Como sea que esa duda
rondaba antes de su óbito, Bazán la despejó señalando que para el
diseño de sus tramas «prefería
eximirme
del realismo servil» con el fin de tener «más
libertad para crear el personaje».
Sigamos
pues
Las frases que abren este apartado
pardobazaniano provienen de La
gota de sangre (1911)
que junto a Misterio
(1905), La
cana (1911), o
Belcebú (1913),
conforman una parte del bagaje criminal de una de las glorias de la
literatura nacional.
No
es mi intención destripar, aunque fuera tímidamente, cada uno de
estos relatos que tan bien escribió la condesa y cuya lectura
recomiendo, pero tampoco me resisto a dejar pasar la oportunidad de
paladear algunos momentos de, por ejemplo, La
gota de sangre, cuando
uno de sus personajes, Ignacio Selva se descuelga con esta
afirmación: «Las
sombras no están en los crímenes, sino en los entendimientos.

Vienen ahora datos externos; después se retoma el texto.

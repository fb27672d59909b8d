use std::cell::{Cell, RefCell};

use crate::navigation::SurfaceRef;

/// Top-level container the application shows its root surface in.
#[derive(Default)]
pub struct Window {
    root: RefCell<Option<SurfaceRef>>,
    visible: Cell<bool>,
}

impl Window {
    pub fn new() -> Self {
        Self::default()
    }

    /// Installs `surface` as the root, returning the one it replaced.
    pub fn set_root(&self, surface: SurfaceRef) -> Option<SurfaceRef> {
        self.root.replace(Some(surface))
    }

    pub fn root(&self) -> Option<SurfaceRef> {
        self.root.borrow().clone()
    }

    pub fn root_title(&self) -> Option<String> {
        self.root
            .borrow()
            .as_ref()
            .map(|surface| surface.title().to_string())
    }

    pub fn make_visible(&self) {
        self.visible.set(true);
    }

    pub fn is_visible(&self) -> bool {
        self.visible.get()
    }
}

impl std::fmt::Debug for Window {
    fn fmt(&self, f: &mut std::fmt::Formatter<'_>) -> std::fmt::Result {
        f.debug_struct("Window")
            .field("root", &self.root_title())
            .field("visible", &self.visible.get())
            .finish()
    }
}
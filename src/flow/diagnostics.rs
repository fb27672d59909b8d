use std::cell::RefCell;
use std::rc::Rc;
use std::time::Instant;

use serde_json::Value;

use crate::logging::{LogLevel, Logger, event_with_fields};
use crate::metrics::{FlowMetrics, MetricSnapshot};

use super::audit::{FlowAudit, FlowAuditEvent};

/// Logger, audit sink and metrics shared by every flow in a tree.
///
/// Children receive a clone of their parent's diagnostics when they are
/// started, so configuring the root is enough.
#[derive(Clone)]
pub struct Diagnostics {
    logger: Option<Logger>,
    audit: Option<Rc<dyn FlowAudit>>,
    metrics: Option<Rc<RefCell<FlowMetrics>>>,
    started_at: Instant,
}

impl Default for Diagnostics {
    fn default() -> Self {
        Self {
            logger: None,
            audit: None,
            metrics: None,
            started_at: Instant::now(),
        }
    }
}

impl Diagnostics {
    pub fn new() -> Self {
        Self::default()
    }

    pub fn with_logger(mut self, logger: Logger) -> Self {
        self.logger = Some(logger);
        self
    }

    pub fn with_audit<A>(mut self, audit: Rc<A>) -> Self
    where
        A: FlowAudit + 'static,
    {
        self.audit = Some(audit);
        self
    }

    /// Enable metrics collection if it has not already been configured.
    pub fn with_metrics(mut self) -> Self {
        if self.metrics.is_none() {
            self.metrics = Some(Rc::new(RefCell::new(FlowMetrics::new())));
        }
        self
    }

    pub fn logger(&self) -> Option<&Logger> {
        self.logger.as_ref()
    }

    pub fn metrics_handle(&self) -> Option<Rc<RefCell<FlowMetrics>>> {
        self.metrics.as_ref().map(Rc::clone)
    }

    pub fn snapshot(&self) -> Option<MetricSnapshot> {
        self.metrics
            .as_ref()
            .map(|metrics| metrics.borrow().snapshot(self.started_at.elapsed()))
    }

    /// Writes the current metrics snapshot through the logger, if both exist.
    pub fn emit_metrics(&self, target: &str) {
        if let (Some(logger), Some(snapshot)) = (self.logger.as_ref(), self.snapshot()) {
            let _ = logger.log_event(snapshot.to_log_event(target));
        }
    }

    pub(crate) fn log<I>(&self, level: LogLevel, target: &str, message: &str, fields: I)
    where
        I: IntoIterator<Item = (String, Value)>,
    {
        if let Some(logger) = self.logger.as_ref() {
            if logger.enabled(level) {
                let _ = logger.log_event(event_with_fields(level, target, message, fields));
            }
        }
    }

    pub(crate) fn audit(&self, build: impl FnOnce() -> FlowAuditEvent) {
        if let Some(audit) = self.audit.as_ref() {
            audit.record(build());
        }
    }

    pub(crate) fn record(&self, update: impl FnOnce(&mut FlowMetrics)) {
        if let Some(metrics) = self.metrics.as_ref() {
            update(&mut metrics.borrow_mut());
        }
    }
}
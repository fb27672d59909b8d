use std::any::{Any, TypeId, type_name};
use std::cell::RefCell;
use std::collections::HashMap;
use std::rc::{Rc, Weak};

use serde::{Deserialize, Serialize};

use crate::Result;

use super::DependencyScope;

/// How long a resolved instance lives inside the scope that registered it.
#[derive(Debug, Clone, Copy, Default, PartialEq, Eq, Serialize, Deserialize)]
#[serde(rename_all = "snake_case")]
pub enum ObjectScope {
    /// A new instance for every resolve.
    #[default]
    Transient,
    /// Built once and cached until the scope is dropped or torn down.
    Container,
    /// Shared while anyone else still holds it, rebuilt afterwards.
    Weak,
}

/// Declarative registration unit applied to a scope when it is built.
pub trait DependencyModule {
    fn name(&self) -> &str {
        "dependency_module"
    }

    fn register(&self, registrations: &mut Registrations);
}

pub type ModuleList = Vec<Box<dyn DependencyModule>>;

/// Closure-backed module, mostly handy for small wiring and tests.
pub struct ModuleFn<F> {
    name: String,
    register: F,
}

pub fn module_fn<F>(name: impl Into<String>, register: F) -> ModuleFn<F>
where
    F: Fn(&mut Registrations),
{
    ModuleFn {
        name: name.into(),
        register,
    }
}

impl<F> DependencyModule for ModuleFn<F>
where
    F: Fn(&mut Registrations),
{
    fn name(&self) -> &str {
        &self.name
    }

    fn register(&self, registrations: &mut Registrations) {
        (self.register)(registrations)
    }
}

type ErasedFactory = Rc<dyn Fn(&DependencyScope) -> Result<Rc<dyn Any>>>;

enum Cached {
    Empty,
    Strong(Rc<dyn Any>),
    Weak(Weak<dyn Any>),
}

pub(crate) struct Registration {
    type_name: &'static str,
    object_scope: ObjectScope,
    factory: ErasedFactory,
    cached: RefCell<Cached>,
    pinned: bool,
}

impl Registration {
    pub(crate) fn type_name(&self) -> &'static str {
        self.type_name
    }

    /// Produces the instance for this registration. `owner` is the scope the
    /// registration lives in, so factories resolve their own dependencies
    /// from there rather than from whichever descendant asked.
    pub(crate) fn instance(&self, owner: &DependencyScope) -> Result<Rc<dyn Any>> {
        if let Some(existing) = self.cached_instance() {
            return Ok(existing);
        }

        let value = (self.factory)(owner)?;
        match self.object_scope {
            ObjectScope::Transient => {}
            ObjectScope::Container => *self.cached.borrow_mut() = Cached::Strong(Rc::clone(&value)),
            ObjectScope::Weak => *self.cached.borrow_mut() = Cached::Weak(Rc::downgrade(&value)),
        }
        Ok(value)
    }

    fn cached_instance(&self) -> Option<Rc<dyn Any>> {
        match &*self.cached.borrow() {
            Cached::Empty => None,
            Cached::Strong(value) => Some(Rc::clone(value)),
            Cached::Weak(value) => value.upgrade(),
        }
    }

    /// Drops the cached instance, returning whether one was alive. Values
    /// registered with [`Registrations::instance`] are pinned and stay put.
    pub(crate) fn release(&self) -> bool {
        if self.pinned {
            return false;
        }
        let previous = self.cached.replace(Cached::Empty);
        match previous {
            Cached::Empty => false,
            Cached::Strong(_) => true,
            Cached::Weak(value) => value.strong_count() > 0,
        }
    }
}

/// Collects the registrations contributed by a scope's modules. Registering a
/// type twice keeps the last registration.
#[derive(Default)]
pub struct Registrations {
    entries: HashMap<TypeId, Rc<Registration>>,
}

impl Registrations {
    pub fn new() -> Self {
        Self::default()
    }

    pub fn register<T, F>(&mut self, object_scope: ObjectScope, factory: F) -> &mut Self
    where
        T: 'static,
        F: Fn(&DependencyScope) -> Result<T> + 'static,
    {
        let factory: ErasedFactory =
            Rc::new(move |scope| factory(scope).map(|value| Rc::new(value) as Rc<dyn Any>));
        self.insert::<T>(object_scope, factory, None)
    }

    pub fn transient<T, F>(&mut self, factory: F) -> &mut Self
    where
        T: 'static,
        F: Fn(&DependencyScope) -> Result<T> + 'static,
    {
        self.register(ObjectScope::Transient, factory)
    }

    pub fn singleton<T, F>(&mut self, factory: F) -> &mut Self
    where
        T: 'static,
        F: Fn(&DependencyScope) -> Result<T> + 'static,
    {
        self.register(ObjectScope::Container, factory)
    }

    /// Registers an already-built value. Teardown leaves it in place.
    pub fn instance<T: 'static>(&mut self, value: Rc<T>) -> &mut Self {
        let erased: Rc<dyn Any> = value;
        let pinned = Rc::clone(&erased);
        let factory: ErasedFactory = Rc::new(move |_| Ok(Rc::clone(&erased)));
        self.insert::<T>(ObjectScope::Container, factory, Some(pinned))
    }

    pub fn contains<T: 'static>(&self) -> bool {
        self.entries.contains_key(&TypeId::of::<T>())
    }

    pub fn len(&self) -> usize {
        self.entries.len()
    }

    pub fn is_empty(&self) -> bool {
        self.entries.is_empty()
    }

    pub(crate) fn into_entries(self) -> HashMap<TypeId, Rc<Registration>> {
        self.entries
    }

    fn insert<T: 'static>(
        &mut self,
        object_scope: ObjectScope,
        factory: ErasedFactory,
        pinned: Option<Rc<dyn Any>>,
    ) -> &mut Self {
        let registration = Registration {
            type_name: type_name::<T>(),
            object_scope,
            factory,
            pinned: pinned.is_some(),
            cached: RefCell::new(pinned.map_or(Cached::Empty, Cached::Strong)),
        };
        self.entries
            .insert(TypeId::of::<T>(), Rc::new(registration));
        self
    }
}
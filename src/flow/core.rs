use std::cell::{Cell, RefCell};
use std::rc::Rc;

use serde_json::json;

use crate::logging::{LogLevel, json_kv, json_str};
use crate::scope::DependencyScope;

use super::FlowId;
use super::audit::{FlowAuditEvent, FlowAuditStage};
use super::completion::{CompletionSlot, CompletionState};
use super::diagnostics::Diagnostics;
use super::registry::ChildRegistry;

pub(crate) const FLOW_TARGET: &str = "flowcoord::flow";

/// State every flow controller embeds: identity, completion, the registry of
/// children it keeps alive and the dependency scope it resolves through.
/// Flows without modules of their own borrow their parent's scope.
pub struct FlowCore<R> {
    id: FlowId,
    label: String,
    completion: Rc<CompletionSlot<R>>,
    children: Rc<RefCell<ChildRegistry>>,
    scope: RefCell<Option<Rc<DependencyScope>>>,
    owns_scope: Cell<bool>,
    diagnostics: RefCell<Diagnostics>,
}

impl<R: 'static> FlowCore<R> {
    pub fn new(label: impl Into<String>) -> Self {
        Self {
            id: FlowId::new(),
            label: label.into(),
            completion: Rc::new(CompletionSlot::new()),
            children: Rc::new(RefCell::new(ChildRegistry::default())),
            scope: RefCell::new(None),
            owns_scope: Cell::new(false),
            diagnostics: RefCell::new(Diagnostics::default()),
        }
    }

    /// Core for a flow that builds its own scope up front (the tree root).
    pub fn with_scope(label: impl Into<String>, scope: Rc<DependencyScope>) -> Self {
        let core = Self::new(label);
        core.attach_scope(scope);
        core
    }

    pub fn id(&self) -> FlowId {
        self.id
    }

    pub fn label(&self) -> &str {
        &self.label
    }

    pub fn scope(&self) -> Option<Rc<DependencyScope>> {
        self.scope.borrow().clone()
    }

    /// Whether the scope was built for this flow rather than inherited.
    pub fn owns_scope(&self) -> bool {
        self.owns_scope.get()
    }

    pub(crate) fn attach_scope(&self, scope: Rc<DependencyScope>) {
        *self.scope.borrow_mut() = Some(scope);
        self.owns_scope.set(true);
    }

    pub(crate) fn inherit_scope(&self, scope: Rc<DependencyScope>) {
        *self.scope.borrow_mut() = Some(scope);
        self.owns_scope.set(false);
    }

    pub fn diagnostics(&self) -> Diagnostics {
        self.diagnostics.borrow().clone()
    }

    pub fn set_diagnostics(&self, diagnostics: Diagnostics) {
        *self.diagnostics.borrow_mut() = diagnostics;
    }

    pub fn on_complete(&self, handler: impl FnOnce(R) + 'static) {
        self.completion.set_handler(Box::new(handler));
    }

    /// Reports `value` to whoever listens for this flow's result. Returns
    /// `false` if completion already fired or the flow was released.
    pub fn complete(&self, value: R) -> bool {
        let fired = self.completion.fire(value);
        note_completion(&self.diagnostics(), self.id, &self.label, fired);
        fired
    }

    pub fn completion_state(&self) -> CompletionState {
        self.completion.state()
    }

    pub fn has_completed(&self) -> bool {
        self.completion.state() == CompletionState::Fired
    }

    pub fn child_count(&self) -> usize {
        self.children.borrow().len()
    }

    pub fn child_ids(&self) -> Vec<FlowId> {
        self.children.borrow().ids()
    }

    pub fn child_labels(&self) -> Vec<String> {
        self.children.borrow().labels()
    }

    pub fn has_child(&self, id: FlowId) -> bool {
        self.children.borrow().contains(&id)
    }

    pub(crate) fn completion_slot(&self) -> &Rc<CompletionSlot<R>> {
        &self.completion
    }

    pub(crate) fn registry(&self) -> &Rc<RefCell<ChildRegistry>> {
        &self.children
    }

    pub(crate) fn detach(&self) {
        self.completion.detach();
    }
}

pub(crate) fn note_completion(diagnostics: &Diagnostics, id: FlowId, label: &str, fired: bool) {
    if fired {
        diagnostics.record(|metrics| metrics.record_completion());
        diagnostics.audit(|| {
            FlowAuditEvent::builder(FlowAuditStage::FlowCompleted)
                .flow(id)
                .detail("label", label)
                .finish()
        });
    }
    diagnostics.log(
        LogLevel::Debug,
        FLOW_TARGET,
        if fired {
            "flow_completed"
        } else {
            "completion_ignored"
        },
        [json_str("flow", id.to_string()), json_str("label", label), json_kv("fired", json!(fired))],
    );
}

impl<R: 'static> std::fmt::Debug for FlowCore<R> {
    fn fmt(&self, f: &mut std::fmt::Formatter<'_>) -> std::fmt::Result {
        f.debug_struct("FlowCore")
            .field("id", &self.id)
            .field("label", &self.label)
            .field("state", &self.completion.state())
            .field("children", &self.children.borrow().len())
            .finish()
    }
}
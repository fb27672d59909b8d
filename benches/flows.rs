use std::hint::black_box;
use std::rc::Rc;

use criterion::{Criterion, criterion_group, criterion_main};
use flowcoord::{
    DependencyScope, Diagnostics, FlowController, FlowControllerExt, FlowCore, ModuleList, Result,
    module_fn,
};

struct Config {
    retries: u32,
}

struct Leaf {
    core: FlowCore<u32>,
}

impl FlowController for Leaf {
    type Output = u32;

    fn core(&self) -> &FlowCore<u32> {
        &self.core
    }

    fn start(self: Rc<Self>) -> Result<()> {
        Ok(())
    }
}

struct Scoped {
    core: FlowCore<()>,
}

impl FlowController for Scoped {
    type Output = ();

    fn core(&self) -> &FlowCore<()> {
        &self.core
    }

    fn modules(&self) -> Option<ModuleList> {
        Some(Vec::new())
    }

    fn start(self: Rc<Self>) -> Result<()> {
        Ok(())
    }
}

fn config_modules() -> ModuleList {
    vec![Box::new(module_fn("config", |registrations| {
        registrations.singleton(|_| Ok(Config { retries: 3 }));
    }))]
}

fn deep_resolution(c: &mut Criterion) {
    let root = DependencyScope::root("root", config_modules());
    let mut chain = vec![Rc::clone(&root)];
    for depth in 1..=16 {
        let parent = Rc::clone(&chain[chain.len() - 1]);
        chain.push(DependencyScope::child(&parent, format!("depth-{depth}"), Vec::new()));
    }
    let leaf = Rc::clone(&chain[chain.len() - 1]);

    c.bench_function("scope_resolve_depth_16", |b| {
        b.iter(|| {
            let config = leaf.resolve::<Config>().expect("resolve");
            black_box(config.retries);
        });
    });
}

fn nested_flow_resolution(c: &mut Criterion) {
    let root = Rc::new(Scoped {
        core: FlowCore::with_scope("root", DependencyScope::root("root", config_modules())),
    });
    let mut parent = Rc::clone(&root);
    for index in 0..8 {
        let child = Rc::new(Scoped {
            core: FlowCore::new(format!("scoped-{index}")),
        });
        parent.start_child(Rc::clone(&child)).expect("start");
        parent = child;
    }

    c.bench_function("flow_resolve_depth_8", |b| {
        b.iter(|| black_box(parent.resolve::<Config>().expect("resolve").retries));
    });
}

fn child_churn(c: &mut Criterion) {
    let root = Rc::new(Scoped {
        core: FlowCore::with_scope("root", DependencyScope::root("root", Vec::new())),
    });
    root.core().set_diagnostics(Diagnostics::new().with_metrics());

    c.bench_function("start_complete_64_children", |b| {
        b.iter(|| {
            for value in 0..64 {
                let leaf = Rc::new(Leaf {
                    core: FlowCore::new("leaf"),
                });
                root.start_child(Rc::clone(&leaf)).expect("start");
                leaf.complete(black_box(value));
            }
            assert_eq!(root.core().child_count(), 0);
        });
    });

    c.bench_function("start_release_64_children", |b| {
        b.iter(|| {
            for _ in 0..64 {
                let leaf = Rc::new(Leaf {
                    core: FlowCore::new("leaf"),
                });
                root.start_child(leaf).expect("start");
            }
            black_box(root.release_all_children());
        });
    });
}

criterion_group!(flows, deep_resolution, nested_flow_resolution, child_churn);
criterion_main!(flows);
//! Small flows and surfaces shared by the unit tests.

use std::cell::{Cell, RefCell};
use std::rc::Rc;

use crate::Result;
use crate::flow::{FlowController, FlowCore};
use crate::navigation::Surface;
use crate::scope::{DependencyScope, ModuleList};

type StartHook<R> = Box<dyn FnOnce(&Rc<ProbeFlow<R>>) -> Result<()>>;

/// Flow whose behaviour on start is supplied by the test.
pub(crate) struct ProbeFlow<R: 'static> {
    core: FlowCore<R>,
    modules: RefCell<Option<ModuleList>>,
    on_start: RefCell<Option<StartHook<R>>>,
    starts: Cell<usize>,
}

impl<R: 'static> ProbeFlow<R> {
    /// Unscoped flow.
    pub(crate) fn plain(label: impl Into<String>) -> Rc<Self> {
        Rc::new(Self::build(FlowCore::new(label), None))
    }

    /// Flow that asks for a child scope built from `modules`.
    pub(crate) fn scoped(label: impl Into<String>, modules: ModuleList) -> Rc<Self> {
        Rc::new(Self::build(FlowCore::new(label), Some(modules)))
    }

    /// Tree root that owns a root scope from the start.
    pub(crate) fn root(modules: ModuleList) -> Rc<Self> {
        let scope = DependencyScope::root("root", modules);
        Rc::new(Self::build(FlowCore::with_scope("root", scope), None))
    }

    fn build(core: FlowCore<R>, modules: Option<ModuleList>) -> Self {
        Self {
            core,
            modules: RefCell::new(modules),
            on_start: RefCell::new(None),
            starts: Cell::new(0),
        }
    }

    pub(crate) fn set_on_start<F>(&self, hook: F)
    where
        F: FnOnce(&Rc<Self>) -> Result<()> + 'static,
    {
        *self.on_start.borrow_mut() = Some(Box::new(hook));
    }

    pub(crate) fn starts(&self) -> usize {
        self.starts.get()
    }
}

impl<R: 'static> FlowController for ProbeFlow<R> {
    type Output = R;

    fn core(&self) -> &FlowCore<R> {
        &self.core
    }

    fn modules(&self) -> Option<ModuleList> {
        self.modules.borrow_mut().take()
    }

    fn start(self: Rc<Self>) -> Result<()> {
        self.starts.set(self.starts.get() + 1);
        let hook = self.on_start.borrow_mut().take();
        match hook {
            Some(hook) => hook(&self),
            None => Ok(()),
        }
    }
}

/// Surface with nothing but a title.
#[derive(Debug)]
pub(crate) struct StubSurface {
    title: String,
}

impl StubSurface {
    pub(crate) fn new(title: impl Into<String>) -> Rc<Self> {
        Rc::new(Self {
            title: title.into(),
        })
    }
}

impl Surface for StubSurface {
    fn title(&self) -> &str {
        &self.title
    }
}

Apenas hay crimen sin rastros claros y elocuentes». Y
ya que estoy en racha ofrezco esta perla de pura camaradería, cuando
Ariza le suelta a su amigo Selva: «No
comprendo por qué le interesa mi honor»
y sin esperar demasiado
recibe la respuesta: «Por
espíritu de clase».
Y
como sucede con casi todo en esto que han dado en llamar vida, esta
pieza que ha reunido un nutrido equipo de consonantes y vocales,
llenas de armonía unas veces, y otras no tanto, llega a su final,
pero no será antes de recordar lo que, a modo de declaración de
intenciones, dijo Emilia Pardo Bazán en 1909, dos años antes de
escribir La gota de
sangre: «Cuando
leo en la prensa el relato de un crimen, experimento deseos de verlo
todo; los sitios, los muebles, suponiendo que averiguaría mucho y
encontraría la pista del criminal verdadero».